Воспитательница Ольга Павловна идет ему навстречу, и этой встречи не избежать. Поминутно позевывая и прикрывая ладошкой рот, она обсуждает с ним давние, надоевшие слухи о том, будто бы гору намереваются вернуть попам, интернат прикроют или переведут в казармы бывшей воинской части на окраине области…
— Я что, я — на пенсию; отосплюсь, наконец, и зубы вставлю, а ты куда денешься, просто ума не приложу! — Она достает из кармана пальто рыжий детский шарф и сонно произносит: — Смирнова моего почему-то не оказалось в палате. Это ты его поднял?
— Я, — Снетков отводит от шарфа глаза. — Уяснил кое-что, потом отпустил.
— А! — зевает Ольга Павловна, поднося ладошку ко рту. — Я чего испугалась: вдруг сбежал?
— Зачем сбегать?.. Играет где-нибудь в шиповнике.
— И то верно… Только я слышала, папаша его явился. Вот и испугалась: вдруг он увязался за папашей…
— Сомневаюсь. Папаша здесь был, но я папашу отправил.
— А! — Ольга Павловна теряет к Снеткову всякий интерес, отворачивается и громко зовет: — Круглова! Быстро ко мне!.. Еще быстрее!.. Вот что, Круглова. Найдешь Смирнова — отдай ему шарф. И проверь, пусть повяжет как полагается. Приказ поняла?
Снеткова тянет прочь с горы — в бор, в дорогу, в город, к подругам под одеяло, туда, где его никто ни о чем и никогда не спросит напрямик, где не придется врать и оправдываться, но он не смеет учинить побег. Он направляется к воротам, к дому музейного сторожа, где его все равно найдут, но не сразу; если повезет, то и не скоро, — идет и слышит за своей спиной торжествующий и грозный детский голосок:
— Смирно-о-ов! Ты где, Смирно-о-ов? Выходи, Смирнов, не то хуже будет!

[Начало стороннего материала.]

//! Remote forecast source: OpenWeatherMap 5 day / 3 hour forecast.
//!
//! The API key is appended to every request here, so callers never see it.

use std::future::Future;
use std::sync::Arc;
use std::time::Duration;

use reqwest::Client;
use serde::de::DeserializeOwned;
use serde::Deserialize;
use tracing::instrument;
use url::Url;

use crate::types::{Coordinates, ForecastEntry, WeatherError};

pub const DEFAULT_BASE_URL: &str = "https://api.openweathermap.org";
pub const DEFAULT_TIMEOUT_SECS: u64 = 30;
const FORECAST_PATH: &str = "data/2.5/forecast";
const API_KEY_PARAM: &str = "appid";
const ICON_URL_BASE: &str = "https://openweathermap.org/img/wn";
const USER_AGENT: &str = concat!("Vindex/", env!("CARGO_PKG_VERSION"));

/// Anything that can produce a forecast batch for a coordinate.
pub trait ForecastSource: Send + Sync + 'static {
    fn fetch_forecast(
        &self,
        coordinates: Coordinates,
    ) -> impl Future<Output = Result<ForecastBatch, WeatherError>> + Send;
}

impl<T: ForecastSource> ForecastSource for Arc<T> {
    fn fetch_forecast(
        &self,
        coordinates: Coordinates,
    ) -> impl Future<Output = Result<ForecastBatch, WeatherError>> + Send {
        (**self).fetch_forecast(coordinates)
    }
}

/// One complete forecast response for a single city.
#[derive(Debug, Clone, Deserialize)]
pub struct ForecastBatch {
    pub list: Vec<ForecastSlot>,
    pub city: BatchCity,
    #[serde(default, rename = "cnt")]
    pub count: u32,
}

#[derive(Debug, Clone, Deserialize)]
pub struct BatchCity {
    pub name: String,
    pub coord: Coord,
    #[serde(default)]
    pub country: String,
    #[serde(default)]
    pub timezone: i64,
    #[serde(default)]
    pub sunrise: i64,
    #[serde(default)]
    pub sunset: i64,
}

#[derive(Debug, Clone, Copy, Deserialize)]
pub struct Coord {
    pub lat: f64,
    pub lon: f64,
}

/// A single forecast time slot.
#[derive(Debug, Clone, Deserialize)]
pub struct ForecastSlot {
    pub dt: i64,
    pub main: SlotMain,
    #[serde(default)]
    pub weather: Vec<SlotCondition>,
    #[serde(default)]
    pub wind: SlotWind,
    /// Probability of precipitation, 0..=1
    #[serde(default)]
    pub pop: f64,
}

#[derive(Debug, Clone, Deserialize)]
pub struct SlotMain {
    pub temp: f64,
    #[serde(default)]
    pub feels_like: f64,
    pub temp_min: f64,
    pub temp_max: f64,
    pub humidity: i32,
}

#[derive(Debug, Clone, Deserialize)]
pub struct SlotCondition {
    pub main: String,
    #[serde(default)]
    pub description: String,
    pub icon: String,
}

#[derive(Debug, Clone, Default, Deserialize)]
pub struct SlotWind {
    pub speed: f64,
    #[serde(default)]
    pub gust: Option<f64>,
}

impl ForecastBatch {
    /// Flatten into cache rows. Every slot inherits the batch's city and coordinates;
    /// order is preserved.
    pub fn into_entries(self) -> Vec<ForecastEntry> {
        let city = self.city;
        self.list
            .into_iter()
            .map(|slot| {
                let condition = slot.weather.first();
                ForecastEntry {
                    id: None,
                    city_name: city.name.clone(),
                    latitude: city.coord.lat,
                    longitude: city.coord.lon,
                    timestamp_seconds: slot.dt,
                    temp_current_celsius: slot.main.temp,
                    temp_min_celsius: slot.main.temp_min,
                    temp_max_celsius: slot.main.temp_max,
                    condition_text: condition
                        .map(|c| c.main.clone())
                        .unwrap_or_else(|| "Unknown".to_string()),
                    icon_ref: icon_url(condition.map(|c| c.icon.as_str()).unwrap_or_default()),
                    humidity_percent: slot.main.humidity,
                    wind_speed_mps: slot.wind.speed,
                }
            })
            .collect()
    }
}

fn icon_url(icon: &str) -> String {
    format!("{}/{}@2x.png", ICON_URL_BASE, icon)
}

/// HTTP client for the OpenWeatherMap API.
#[derive(Debug, Clone)]
pub struct WeatherProvider {
    client: Arc<Client>,
    base_url: Url,
    api_key: String,
}

impl WeatherProvider {
    pub fn new(base_url: &str, api_key: &str, timeout: Duration) -> Result<Self, WeatherError> {
        let client = Client::builder()
            .timeout(timeout)
            .user_agent(USER_AGENT)
            .build()?;

        // A trailing slash keeps `join` from replacing the last path segment
        let normalized = format!("{}/", base_url.trim_end_matches('/'));
        let base_url = Url::parse(&normalized)
            .map_err(|e| WeatherError::Parse(format!("invalid base URL {base_url}: {e}")))?;

        Ok(Self {
            client: Arc::new(client),
            base_url,
            api_key: api_key.to_string(),
        })
    }

    pub(crate) fn endpoint(&self, path: &str) -> Result<Url, WeatherError> {
        self.base_url
            .join(path)
            .map_err(|e| WeatherError::Parse(format!("invalid endpoint {path}: {e}")))
    }

    /// GET `url` with the API key attached and decode the JSON body.
    pub(crate) async fn get_json<T: DeserializeOwned>(
        &self,
        mut url: Url,
    ) -> Result<T, WeatherError> {
        tracing::debug!("GET {}", url);
        url.query_pairs_mut().append_pair(API_KEY_PARAM, &self.api_key);

        // reqwest errors embed the request URL, which carries the key
        let response = self
            .client
            .get(url)
            .send()
            .await
            .map_err(|e| WeatherError::Network(e.without_url()))?;
        let status = response.status();
        let body = response
            .text()
            .await
            .map_err(|e| WeatherError::Network(e.without_url()))?;

        if !status.is_success() {
            tracing::warn!("Weather API returned status {}", status);
            return Err(WeatherError::Status {
                status: status.as_u16(),
                body,
            });
        }

        serde_json::from_str(&body).map_err(|e| WeatherError::Parse(e.to_string()))
    }

    /// Fetch the 5 day / 3 hour forecast in metric units.
    #[instrument(skip(self), level = "info")]
    pub async fn fetch(&self, coordinates: Coordinates) -> Result<ForecastBatch, WeatherError> {
        let mut url = self.endpoint(FORECAST_PATH)?;
        url.query_pairs_mut()
            .append_pair("lat", &coordinates.latitude.to_string())
            .append_pair("lon", &coordinates.longitude.to_string())
            .append_pair("units", "metric");

        let batch: ForecastBatch = self.get_json(url).await?;
        tracing::info!(
            "Fetched {} forecast slots for {}",
            batch.list.len(),
            batch.city.name
        );
        Ok(batch)
    }
}

impl ForecastSource for WeatherProvider {
    fn fetch_forecast(
        &self,
        coordinates: Coordinates,
    ) -> impl Future<Output = Result<ForecastBatch, WeatherError>> + Send {
        self.fetch(coordinates)
    }
}

#[cfg(test)]
mod tests {
    use super::*;
    use crate::types::FailureKind;
    use wiremock::matchers::{method, path, query_param};
    use wiremock::{Mock, MockServer, ResponseTemplate};

    fn forecast_body() -> serde_json::Value {
        serde_json::json!({
            "cod": "200",
            "cnt": 2,
            "list": [
                {
                    "dt": 1700000000,
                    "main": {"temp": 12.5, "feels_like": 11.0, "temp_min": 10.0, "temp_max": 14.0,
                             "pressure": 1012, "humidity": 80},
                    "weather": [{"id": 500, "main": "Rain", "description": "light rain", "icon": "10d"}],
                    "clouds": {"all": 90},
                    "wind": {"speed": 4.2, "deg": 180},
                    "visibility": 10000,
                    "pop": 0.6,
                    "sys": {"pod": "d"},
                    "dt_txt": "2023-11-14 22:13:20"
                },
                {
                    "dt": 1700010800,
                    "main": {"temp": 9.0, "temp_min": 8.0, "temp_max": 9.5, "humidity": 70},
                    "weather": [],
                    "wind": {"speed": 3.0}
                }
            ],
            "city": {
                "id": 1850147,
                "name": "Tokyo",
                "coord": {"lat": 35.6895, "lon": 139.6917},
                "country": "JP",
                "timezone": 32400,
                "sunrise": 1699908000,
                "sunset": 1699945000
            }
        })
    }

    fn provider(server: &MockServer) -> WeatherProvider {
        WeatherProvider::new(&server.uri(), "test_key", Duration::from_secs(5)).unwrap()
    }

    #[tokio::test]
    async fn test_fetch_forecast() {
        let mock_server = MockServer::start().await;

        Mock::given(method("GET"))
            .and(path("/data/2.5/forecast"))
            .and(query_param("lat", "35"))
            .and(query_param("lon", "139"))
            .and(query_param("units", "metric"))
            .and(query_param("appid", "test_key"))
            .respond_with(ResponseTemplate::new(200).set_body_json(forecast_body()))
            .mount(&mock_server)
            .await;

        let batch = provider(&mock_server)
            .fetch(Coordinates::new(35.0, 139.0))
            .await
            .unwrap();

        assert_eq!(batch.list.len(), 2);
        assert_eq!(batch.city.name, "Tokyo");
        assert_eq!(batch.count, 2);
    }

    #[tokio::test]
    async fn test_server_error_is_remote_failure() {
        let mock_server = MockServer::start().await;

        Mock::given(method("GET"))
            .and(path("/data/2.5/forecast"))
            .respond_with(ResponseTemplate::new(503).set_body_string("down"))
            .mount(&mock_server)
            .await;

        let err = provider(&mock_server)
            .fetch(Coordinates::new(1.0, 2.0))
            .await
            .unwrap_err();

        assert!(matches!(err, WeatherError::Status { status: 503, .. }));
        assert_eq!(err.kind(), FailureKind::Remote);
    }

    #[tokio::test]
    async fn test_malformed_body_is_parse_error() {
        let mock_server = MockServer::start().await;

        Mock::given(method("GET"))
            .and(path("/data/2.5/forecast"))
            .respond_with(ResponseTemplate::new(200).set_body_string("{\"list\": 5}"))
            .mount(&mock_server)
            .await;

        let err = provider(&mock_server)
            .fetch(Coordinates::new(1.0, 2.0))
            .await
            .unwrap_err();

        assert!(matches!(err, WeatherError::Parse(_)));
    }

    #[tokio::test]
    async fn test_timeout_is_transport_failure() {
        let mock_server = MockServer::start().await;

        Mock::given(method("GET"))
            .and(path("/data/2.5/forecast"))
            .respond_with(
                ResponseTemplate::new(200)
                    .set_body_json(forecast_body())
                    .set_delay(Duration::from_millis(500)),
            )
            .mount(&mock_server)
            .await;

        let provider =
            WeatherProvider::new(&mock_server.uri(), "secret_key_123", Duration::from_millis(50))
                .unwrap();
        let err = provider.fetch(Coordinates::new(1.0, 2.0)).await.unwrap_err();

        assert_eq!(err.kind(), FailureKind::Transport);
        assert!(!err.to_string().contains("secret_key_123"));
    }

    #[test]
    fn test_batch_flattening_inherits_city() {
        let batch: ForecastBatch = serde_json::from_value(forecast_body()).unwrap();
        let entries = batch.into_entries();

        assert_eq!(entries.len(), 2);
        for entry in &entries {
            assert_eq!(entry.id, None);
            assert_eq!(entry.city_name, "Tokyo");
            assert_eq!(entry.latitude, 35.6895);
            assert_eq!(entry.longitude, 139.6917);
        }

        assert_eq!(entries[0].timestamp_seconds, 1700000000);
        assert_eq!(entries[0].condition_text, "Rain");
        assert_eq!(entries[0].icon_ref, "https://openweathermap.org/img/wn/10d@2x.png");
        assert_eq!(entries[0].humidity_percent, 80);
        assert_eq!(entries[0].wind_speed_mps, 4.2);

        // No condition entry
        assert_eq!(entries[1].condition_text, "Unknown");
    }

    #[test]
    fn test_base_url_with_path_prefix() {
        let provider =
            WeatherProvider::new("http://localhost:9000/proxy", "k", Duration::from_secs(1))
                .unwrap();
        let url = provider.endpoint(FORECAST_PATH).unwrap();
        assert_eq!(url.as_str(), "http://localhost:9000/proxy/data/2.5/forecast");
    }
}
//! Persisted user preferences: temperature unit and selected location.

use parking_lot::Mutex;
use rusqlite::{params, Connection, OptionalExtension};
use std::path::Path;
use tokio::sync::watch;

use crate::types::{Coordinates, TemperatureUnit, WeatherError};

const KEY_TEMPERATURE_UNIT: &str = "temperature_unit";
const KEY_LATITUDE: &str = "selected_latitude";
const KEY_LONGITUDE: &str = "selected_longitude";

/// Snapshot of every preference.
#[derive(Debug, Clone, Copy, PartialEq, Default)]
pub struct Settings {
    pub unit: TemperatureUnit,
    pub location: Option<Coordinates>,
}

/// Key-value preference store backed by SQLite.
pub struct SettingsStore {
    conn: Mutex<Connection>,
    current: watch::Sender<Settings>,
}

impl SettingsStore {
    pub fn open<P: AsRef<Path>>(path: P) -> Result<Self, WeatherError> {
        if let Some(parent) = path.as_ref().parent() {
            if !parent.as_os_str().is_empty() {
                std::fs::create_dir_all(parent)?;
            }
        }
        Self::from_connection(Connection::open(path)?)
    }

    pub fn in_memory() -> Result<Self, WeatherError> {
        Self::from_connection(Connection::open_in_memory()?)
    }

    fn from_connection(conn: Connection) -> Result<Self, WeatherError> {
        conn.execute_batch(
            r#"
            CREATE TABLE IF NOT EXISTS settings (
                key TEXT PRIMARY KEY,
                value TEXT NOT NULL
            );
            "#,
        )?;

        let initial = Self::read_settings(&conn)?;
        let (current, _) = watch::channel(initial);
        Ok(Self {
            conn: Mutex::new(conn),
            current,
        })
    }

    fn read_value(conn: &Connection, key: &str) -> Result<Option<String>, WeatherError> {
        Ok(conn
            .query_row(
                "SELECT value FROM settings WHERE key = ?1",
                params![key],
                |row| row.get(0),
            )
            .optional()?)
    }

    fn read_f64(conn: &Connection, key: &str) -> Result<Option<f64>, WeatherError> {
        Self::read_value(conn, key)?
            .map(|v| {
                v.parse::<f64>()
                    .map_err(|e| WeatherError::Parse(format!("{key}: {e}")))
            })
            .transpose()
    }

    fn read_settings(conn: &Connection) -> Result<Settings, WeatherError> {
        let unit = match Self::read_value(conn, KEY_TEMPERATURE_UNIT)? {
            Some(v) => v.parse().unwrap_or_else(|e| {
                tracing::warn!("Ignoring stored temperature unit: {}", e);
                TemperatureUnit::default()
            }),
            None => TemperatureUnit::default(),
        };

        // A location only counts when both halves are present
        let location = match (
            Self::read_f64(conn, KEY_LATITUDE)?,
            Self::read_f64(conn, KEY_LONGITUDE)?,
        ) {
            (Some(lat), Some(lon)) => Some(Coordinates::new(lat, lon)),
            _ => None,
        };

        Ok(Settings { unit, location })
    }

    fn write_values(&self, values: &[(&str, String)]) -> Result<(), WeatherError> {
        let settings = {
            let mut conn = self.conn.lock();
            let tx = conn.transaction()?;
            for (key, value) in values {
                tx.execute(
                    "INSERT OR REPLACE INTO settings (key, value) VALUES (?1, ?2)",
                    params![key, value],
                )?;
            }
            tx.commit()?;
            Self::read_settings(&conn)?
        };
        self.current.send_replace(settings);
        Ok(())
    }

    pub fn temperature_unit(&self) -> TemperatureUnit {
        self.current.borrow().unit
    }

    pub fn set_temperature_unit(&self, unit: TemperatureUnit) -> Result<(), WeatherError> {
        tracing::debug!("Saving temperature unit {}", unit.as_key());
        self.write_values(&[(KEY_TEMPERATURE_UNIT, unit.as_key().to_string())])
    }

    /// The saved location, if both coordinates have been stored.
    pub fn selected_location(&self) -> Option<Coordinates> {
        self.current.borrow().location
    }

    pub fn save_location(&self, coordinates: Coordinates) -> Result<(), WeatherError> {
        tracing::debug!("Saving selected location {}", coordinates);
        self.write_values(&[
            (KEY_LATITUDE, coordinates.latitude.to_string()),
            (KEY_LONGITUDE, coordinates.longitude.to_string()),
        ])
    }

    pub fn snapshot(&self) -> Settings {
        *self.current.borrow()
    }

    /// Observe preference changes.
    pub fn subscribe(&self) -> watch::Receiver<Settings> {
        self.current.subscribe()
    }
}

Мальчик сидит над обрывом, на устланном птичьими перьями и кирпичной щебенкой выступе, прислонившись спиной к стене. Он обнаружил и присвоил этот бесконечно малый и никому не известный клочок горы еще в начале лета, когда вовсю цвел шиповник. Играли в капитана Пауэра, мальчик прятался в шиповнике на верхней террасе бывшего монастырского сада, там, где зиял и гудел, продуваемый жарким ветром, тесный пролом в стене. Ждать, когда благородные солдаты Пауэра найдут его, набросятся, расстреляют или поведут, пленного, к капитану, было скучно, и мальчик пролез в пролом. Он хотел лишь развеять скуку. Прополз до самого края и выглянул. Далеко внизу текла река. Голова закружилась, и мальчик закрыл глаза. Потом осмелел, открыл и осмотрелся, стараясь не заглядывать далеко. Справа от пролома топорщился и цвел колючий кустарник. Внизу стена упиралась в не занятый кустарником узкий карниз. Слева, на расстоянии трех взрослых шагов, карниз расширялся, образуя короткий выступ, за которым опять торчал куст. Выбравшись назад, мальчик вновь протиснулся в пролом — теперь он прополз его, пятясь, и, не сразу решившись, свесил ноги наружу. Нащупал стопой карниз и крепко встал на него. Замирая, вжимаясь грудью в стену, цепляясь за ее выбоины и трещины, он шажок за шажком двинулся к выступу, добрался до него — и с тех пор без страха повторял этот путь едва ли не каждый день, кроме ненастных, когда было скользко и опасно, и несчастливых, когда в шиповнике подле пролома шныряли другие дети и нельзя было попасть к себе незамеченным.